Abstract

Abstract The paper presents a combined experimental and numerical investigation of cyclic loading response of an internally pressurized 8-inch-diameter steel piping system. The piping system comprises three elbows and is subjected to quasi-static end-displacement excitation. Global deformation and local strain measurements are obtained, indicating significant strain ratcheting at critical locations of the elbows. The piping system failed under low-cycle fatigue undergoing through-thickness cracking at the flank of the most strained elbow, after 129 loading cycles with measured strain range of approximately 3%. Postfatigue metallographic examination of the elbows indicated that fatigue cracking initiates from the inner surface of the pipe elbow.
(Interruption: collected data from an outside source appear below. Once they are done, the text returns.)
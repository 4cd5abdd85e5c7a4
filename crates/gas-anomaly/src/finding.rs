//! Alert records handed to the publishing layer

use std::collections::BTreeMap;

use malachite::Integer;
use serde::{Deserialize, Serialize};

use crate::classify::Severity;

/// Observed quantity of a transaction
#[derive(Debug, Clone, Copy, PartialEq, Eq, Hash, Serialize, Deserialize)]
#[serde(rename_all = "snake_case")]
pub enum Quantity {
    GasUsed,
    GasPrice,
}

impl Quantity {
    pub const ALL: [Quantity; 2] = [Quantity::GasUsed, Quantity::GasPrice];

    /// Finding name
    pub fn finding_name(&self) -> &'static str {
        match self {
            Quantity::GasUsed => "High Gas Used",
            Quantity::GasPrice => "High Gas Price",
        }
    }

    pub fn alert_id(&self) -> &'static str {
        match self {
            Quantity::GasUsed => "FORTA-1",
            Quantity::GasPrice => "FORTA-2",
        }
    }

    /// Metadata field carrying the observed value
    pub fn metadata_field(&self) -> &'static str {
        match self {
            Quantity::GasUsed => "gasUsed",
            Quantity::GasPrice => "gasPrice",
        }
    }

    fn description_label(&self) -> &'static str {
        match self {
            Quantity::GasUsed => "Gas used",
            Quantity::GasPrice => "Gas price",
        }
    }

    /// Metric label
    pub fn as_str(&self) -> &'static str {
        match self {
            Quantity::GasUsed => "gas_used",
            Quantity::GasPrice => "gas_price",
        }
    }
}

impl std::fmt::Display for Quantity {
    fn fmt(&self, f: &mut std::fmt::Formatter<'_>) -> std::fmt::Result {
        f.write_str(self.as_str())
    }
}

/// Finding category
#[derive(Debug, Clone, Copy, PartialEq, Eq, Serialize, Deserialize)]
pub enum FindingType {
    Suspicious,
}

/// Structured alert for one anomalous quantity of one transaction
#[derive(Debug, Clone, PartialEq, Eq, Serialize, Deserialize)]
#[serde(rename_all = "camelCase")]
pub struct Finding {
    pub name: String,
    /// Human-readable message referencing the transaction hash
    pub description: String,
    pub alert_id: String,
    pub severity: Severity,
    #[serde(rename = "type")]
    pub finding_type: FindingType,
    /// Decimal encoded value and distance
    pub metadata: BTreeMap<String, String>,
}

impl Finding {
    pub fn new(
        quantity: Quantity,
        severity: Severity,
        tx_hash: &str,
        value: &Integer,
        distance: &Integer,
    ) -> Self {
        let mut metadata = BTreeMap::new();
        metadata.insert(quantity.metadata_field().to_string(), value.to_string());
        metadata.insert("distance".to_string(), distance.to_string());

        Self {
            name: quantity.finding_name().to_string(),
            description: format!(
                "{} in transaction {} is {}",
                quantity.description_label(),
                tx_hash,
                value
            ),
            alert_id: quantity.alert_id().to_string(),
            severity,
            finding_type: FindingType::Suspicious,
            metadata,
        }
    }
}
In all elbows, several microcracks develop along the inner surface of elbow flanks, whereas the outer surface remained practically intact before through-thickness cracking occurred. Finite element simulations, with a cyclic-plasticity model calibrated properly in terms of small-scale material tests, provide very good predictions in terms of local strain evolution at critical locations. Numerical results at the intrados and the extrados of the critical elbow of the piping system verify strain ratcheting and the location of crack initiation observed in the experiments. This paper can be used as a reference for future experiments on cyclic loading of piping components, and for benchmarking constitutive modeling for simulating ratcheting.